1 acute myeloblastic leukemia with maturation (AML-M2) (La Starza et al., 2006), 1 myelodysplastic syndrome (MDS) that terminated in acute myeloid leukemia without maturation (AML-M1) and 1 AML with t(3;3)(q21;q26.2) (present cases, see the Case Reports t(6;17)(p21;p13) associated with t(3;3)(q21;q26.2) in AML and t(6;17)(p21;p13) and acquisition of the Philadelphia chromosome translocation with p190 BCR-ABL1 transcript during the course of myelodysplastic syndrome). Note: an identical anomaly was also detected in 2 patients with aneurysmal bone cysts (Winnepenninckx et al., 2001; Althof et al., 2004).

Only sporadic cases: 2 males aged 47 and 86 years and a 25-years old female.

Putative candidate genes at 6p21 include CCND3 at 6p21.1 and MHC complex, NOTCH4, BAK1, FANCE, ETV7, HMGA1, FKBP5 at 6p21.3 (La Starza et al., 2006).

Found in association with +11 in AML-M2 and with +8 during MDS phase in the present patient in whom progression from MDS to AML was accompanied by an appearance of a new clone, t(9;22)(q34;q11) with the minor p190 BCR/ ABL1 transcript as an additional anomaly to initial chromosome abnormalities. Found in a sideline in AML with t(3;3)(q21;q26.2) and monosomy 7.

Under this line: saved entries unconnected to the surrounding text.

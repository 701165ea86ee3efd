//! Integration tests for full focus sessions.
//!
//! These tests drive the controller against an on-disk statistics document
//! and verify what a later process would read back from it.

use std::path::Path;
use std::sync::{Arc, Mutex};
use std::time::Duration;

use focusbell_core::storage::{ModeDetails, STATISTICS_FILE};
use focusbell_core::{
    Config, Event, FinishReason, ModeParameters, ModeRegistry, ModeSelector, Notifier,
    NullNotifier, Preset, StatisticsStore, TimerController, TimerStatus,
};
use tempfile::TempDir;

#[derive(Default)]
struct EventLog(Mutex<Vec<Event>>);

impl Notifier for EventLog {
    fn play_audio(&self, _clip: &str) {}
    fn trigger_visual_effect(&self) {}
    fn update_display(&self, _remaining: &str, _progress_pct: f64) {}
    fn publish(&self, event: &Event) {
        self.0.lock().unwrap().push(event.clone());
    }
}

fn controller_at(path: &Path) -> TimerController {
    let store = StatisticsStore::load(path).into_shared();
    TimerController::new(store, Arc::new(NullNotifier), &Config::default())
}

#[tokio::test(start_paused = true)]
async fn test_stopped_session_survives_restart() {
    let dir = TempDir::new().unwrap();
    let path = dir.path().join(STATISTICS_FILE);

    let controller = controller_at(&path);
    controller
        .start(ModeParameters::new(25, 25, 0, 5, 0), "preset:pomodoro")
        .unwrap();
    tokio::time::sleep(Duration::from_secs(90)).await;
    let summary = controller.stop().await.unwrap().unwrap();
    assert!(summary.saved);
    assert_eq!(summary.elapsed_secs, 90);

    let reloaded = StatisticsStore::load(&path);
    assert_eq!(reloaded.today().sessions, 1);
    assert_eq!(reloaded.today().work_time_seconds, 90);
    assert_eq!(reloaded.totals().total_sessions, 1);
    assert_eq!(reloaded.totals().total_work_time_seconds, 90);
}

#[tokio::test(start_paused = true)]
async fn test_consecutive_sessions_accumulate() {
    let dir = TempDir::new().unwrap();
    let path = dir.path().join(STATISTICS_FILE);
    let controller = controller_at(&path);

    for _ in 0..3 {
        controller
            .start_mode(&ModeSelector::Preset(Preset::Sprint))
            .unwrap();
        tokio::time::sleep(Duration::from_secs(60)).await;
        controller.stop().await.unwrap();
    }

    let reloaded = StatisticsStore::load(&path);
    assert_eq!(reloaded.today().sessions, 3);
    assert_eq!(reloaded.totals().total_work_time_seconds, 180);
}

#[tokio::test(start_paused = true)]
async fn test_completed_custom_mode_session() {
    let dir = TempDir::new().unwrap();
    let path = dir.path().join(STATISTICS_FILE);

    let mut store = StatisticsStore::load(&path);
    let key = ModeRegistry::new(&mut store)
        .save(
            "Short",
            ModeParameters::new(2, 1, 0, 1, 5),
            ModeDetails::default(),
        )
        .unwrap();
    let log = Arc::new(EventLog::default());
    let controller = TimerController::new(store.into_shared(), log.clone(), &Config::default());

    controller
        .start_mode(&ModeSelector::Custom(key.clone()))
        .unwrap();
    tokio::time::sleep(Duration::from_secs(125)).await;
    assert_eq!(controller.status(), TimerStatus::Idle);

    let events = log.0.lock().unwrap().clone();
    let primaries = events
        .iter()
        .filter(|e| matches!(e, Event::ReminderFired { secondary: false, .. }))
        .count();
    let secondaries = events
        .iter()
        .filter(|e| matches!(e, Event::ReminderFired { secondary: true, .. }))
        .count();
    // The reminder due at the 2 minute mark coincides with completion.
    assert_eq!(primaries, 1);
    assert_eq!(secondaries, 1);
    assert!(matches!(
        events.last(),
        Some(Event::SessionFinished {
            reason: FinishReason::Completed,
            elapsed_secs: 120,
            ..
        })
    ));

    let reloaded = StatisticsStore::load(&path);
    assert_eq!(reloaded.today().sessions, 1);
    let mode = &reloaded.document().custom_modes[&key];
    assert_eq!(mode.use_count, 1);
    assert!(mode.last_used.is_some());
    assert_eq!(reloaded.document().custom_mode_history.recent, vec![key]);
}

#[tokio::test(start_paused = true)]
async fn test_reset_twice_within_debounce_window() {
    let dir = TempDir::new().unwrap();
    let controller = controller_at(&dir.path().join(STATISTICS_FILE));
    controller
        .start_mode(&ModeSelector::Preset(Preset::DeepFocus))
        .unwrap();
    tokio::time::sleep(Duration::from_secs(30)).await;

    assert!(controller.reset().await.unwrap());
    assert!(!controller.reset().await.unwrap());
    assert_eq!(controller.status(), TimerStatus::Idle);
    let store = controller.store().lock().unwrap();
    assert_eq!(store.today().sessions, 1);
    assert_eq!(store.today().work_time_seconds, 30);
}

The chromosomal translocation t(6;17)(p21;p13) is a rare anomaly that has been described in myeloid malignancies. Found in association with numerical chromosome anomalies such as +11, +8 and -7, therefore t(6;17)(p21;p13) is probably a secondary anomaly arising from a genetically unstable progenitor cell, acquiring subsequent genetic events. As these trisomies and monosomy 7 are known numerical aberrations in MDS and AML, it is likely that the occurrence of numerical anomalies may be a major pathogenetic event in these patients. Alternatively, it is possible that t(6;17)(p21;p13) was a primary anomaly associated with the early stage of disease that was replaced by a clone containing numerical anomalies during the course of a hematologic malignancy. The acquisition of t(9;22)(q34;q11) to initial anomalies in 1 patient indicates, that the Ph is certainly a secondary event that arose through multiple cytogenetic evolutions, the final event of which was the development of t(9;22)(q34;q11).